Les premières frappes Israéliennes ont ciblé les défenses anti aériennes et les hommes clés de l’appareil militaire iranien. Ainsi le commandant des gardiens de la révolution, le chef d’état-major de l’armée , et le chef du programme nucléaire et balistique iranien, ont été éliminés dès la première nuit de bombardement, suivis par le chef des renseignements iraniens ainsi que plusieurs scientifiques de haut niveau travaillant sur le programme nucléaire. On reste toujours étonné de voir Israël atteindre ce type d’objectif avec une relative facilité. .

Mais en face, l'Iran n’est pas une nation militairement démunie. Sitôt le premier moment de stupeur passé, les premiers missiles et drones ont commencé à pleuvoir sur Israël dans la journée du Vendredi 13. Depuis c’est l’escalade, le conflit est entré dans le vif dès le premier jour, il n’y a pas eu de round d‘observation. Si avec leur F-15, F-16, et surtout F-35, les Israéliens ont la maîtrise totale du ciel iranien, et bombardent là où ils le veulent, les Iraniens ont des missiles qui s’avèrent dévastateurs, et que les Israéliens ne parviennent pas toujours à intercepter, en dépit du système "dôme de fer".

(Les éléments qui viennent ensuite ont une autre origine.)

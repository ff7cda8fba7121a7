//! CLI interface for giv.

use std::env;
use std::path::{Path, PathBuf};

use anyhow::{Context, Result};
use clap::{Args, Parser, Subcommand};

use crate::cache::{RevisionCache, CACHED_KEY, CURRENT_KEY};
use crate::utils::Settings;

pub mod clear_cache;
pub mod config;
pub mod history;
pub mod summary;

pub use clear_cache::ClearCacheCommand;
pub use config::ConfigCommand;
pub use history::HistoryCommand;
pub use summary::SummaryCommand;

/// giv: Git change summaries and commit history documents.
#[derive(Parser)]
#[command(name = "giv")]
#[command(about = "Git change summaries and commit history documents", long_about = None)]
#[command(version)]
pub struct Cli {
    /// Cache directory (defaults to .giv/cache under the current directory).
    #[arg(long, global = true, value_name = "PATH")]
    pub cache_dir: Option<PathBuf>,

    /// The main command to execute.
    #[command(subcommand)]
    pub command: Commands,
}

/// Main command categories.
#[derive(Subcommand)]
pub enum Commands {
    /// Summarizes the changes of a revision.
    Summary(SummaryCommand),
    /// Builds the commit history document of a revision.
    History(HistoryCommand),
    /// Removes every cached summary and history document.
    #[command(name = "clear-cache")]
    ClearCache(ClearCacheCommand),
    /// Configuration information.
    Config(ConfigCommand),
}

impl Cli {
    /// Executes the CLI command in the current directory.
    pub fn execute(self) -> Result<()> {
        let project_root = env::current_dir().context("Failed to get current directory")?;
        let cache_dir = self.cache_dir.as_deref();

        let output = match &self.command {
            Commands::Summary(cmd) => cmd.run_in(&project_root, cache_dir)?,
            Commands::History(cmd) => cmd.run_in(&project_root, cache_dir)?,
            Commands::ClearCache(cmd) => cmd.run_in(&project_root, cache_dir)?,
            Commands::Config(cmd) => cmd.run_in(&project_root, cache_dir)?,
        };

        print!("{output}");
        Ok(())
    }
}

/// Revision selection shared by commands that read git history.
#[derive(Args, Debug, Clone, Default)]
pub struct RevisionArgs {
    /// Revision or range to describe (e.g. HEAD~3..HEAD, v1.0, abc123).
    #[arg(value_name = "REVISION", conflicts_with_all = ["current", "cached"])]
    pub revision: Option<String>,

    /// Describes working tree changes against HEAD (the default).
    #[arg(long, conflicts_with = "cached")]
    pub current: bool,

    /// Describes staged changes against HEAD.
    #[arg(long)]
    pub cached: bool,
}

impl RevisionArgs {
    /// Returns the cache key for the selected revision.
    pub fn key(&self) -> &str {
        match &self.revision {
            Some(revision) => revision.as_str(),
            None if self.cached => CACHED_KEY,
            None => CURRENT_KEY,
        }
    }
}

/// Resolves the cache for a project, preferring an explicit `--cache-dir`.
pub(crate) fn resolve_cache(project_root: &Path, cache_dir: Option<&Path>) -> Result<RevisionCache> {
    let root = match cache_dir {
        Some(dir) => project_root.join(dir),
        None => Settings::load()?.resolve_cache_dir(project_root),
    };

    Ok(RevisionCache::new(root))
}

#[cfg(test)]
mod tests {
    use super::*;
    use clap::CommandFactory;

    #[test]
    fn cli_definition_is_valid() {
        Cli::command().debug_assert();
    }

    #[test]
    fn parses_clear_cache() {
        let cli = Cli::try_parse_from(["giv", "clear-cache", "--verbose"]).unwrap();
        assert!(matches!(
            cli.command,
            Commands::ClearCache(ClearCacheCommand { verbose: true })
        ));
    }

    #[test]
    fn parses_sentinel_revision() {
        let cli = Cli::try_parse_from(["giv", "summary", "--cached"]).unwrap();
        match cli.command {
            Commands::Summary(cmd) => assert_eq!(cmd.revision.key(), "--cached"),
            _ => panic!("expected summary command"),
        }
    }

    #[test]
    fn parses_range_revision() {
        let cli = Cli::try_parse_from(["giv", "history", "v1.0..HEAD", "-v"]).unwrap();
        match cli.command {
            Commands::History(cmd) => {
                assert_eq!(cmd.revision.key(), "v1.0..HEAD");
                assert!(cmd.verbose);
            }
            _ => panic!("expected history command"),
        }
    }

    #[test]
    fn revision_defaults_to_current() {
        let cli = Cli::try_parse_from(["giv", "history"]).unwrap();
        match cli.command {
            Commands::History(cmd) => assert_eq!(cmd.revision.key(), "--current"),
            _ => panic!("expected history command"),
        }
    }

    #[test]
    fn revision_and_sentinel_conflict() {
        assert!(Cli::try_parse_from(["giv", "summary", "--cached", "HEAD"]).is_err());
        assert!(Cli::try_parse_from(["giv", "summary", "--cached", "--current"]).is_err());
    }

    #[test]
    fn global_cache_dir_after_subcommand() {
        let cli = Cli::try_parse_from(["giv", "clear-cache", "--cache-dir", "/tmp/c"]).unwrap();
        assert_eq!(cli.cache_dir, Some(PathBuf::from("/tmp/c")));
    }

    #[test]
    fn explicit_cache_dir_is_relative_to_project() {
        let cache = resolve_cache(Path::new("/work/repo"), Some(Path::new("tmp/cache"))).unwrap();
        assert_eq!(cache.root(), Path::new("/work/repo/tmp/cache"));
    }
}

Ce bouclier anti -missile leur permet habituellement d’intercepter les projectiles en provenance du sud Liban, de la bande de Gaza, et du Yémen. Mais face aux missiles iraniens beaucoup plus sophistiqués et beaucoup plus nombreux, la tâche est rude. Bnei-Brak, une banlieue au sud de la capitale Tel Aviv, a été touchée le samedi 14. Les dégâts sont impressionnants et frappent les esprits, un immeuble de 12 étages a été totalement soufflé, ainsi que toute une zone aux alentours. Le bilan fut d’un mort parce que la population avait été avertie et a pu se rendre aux abris. Mais on se croirait dans la bande de gaza que l’armée israélienne a réduite en ruines. Et ce n’est pas le seul endroit touché depuis. Le lundi 16, ce fut le cœur de Tel Aviv qui a été touché par les Iraniens, avec toujours ces destructions qui choquent.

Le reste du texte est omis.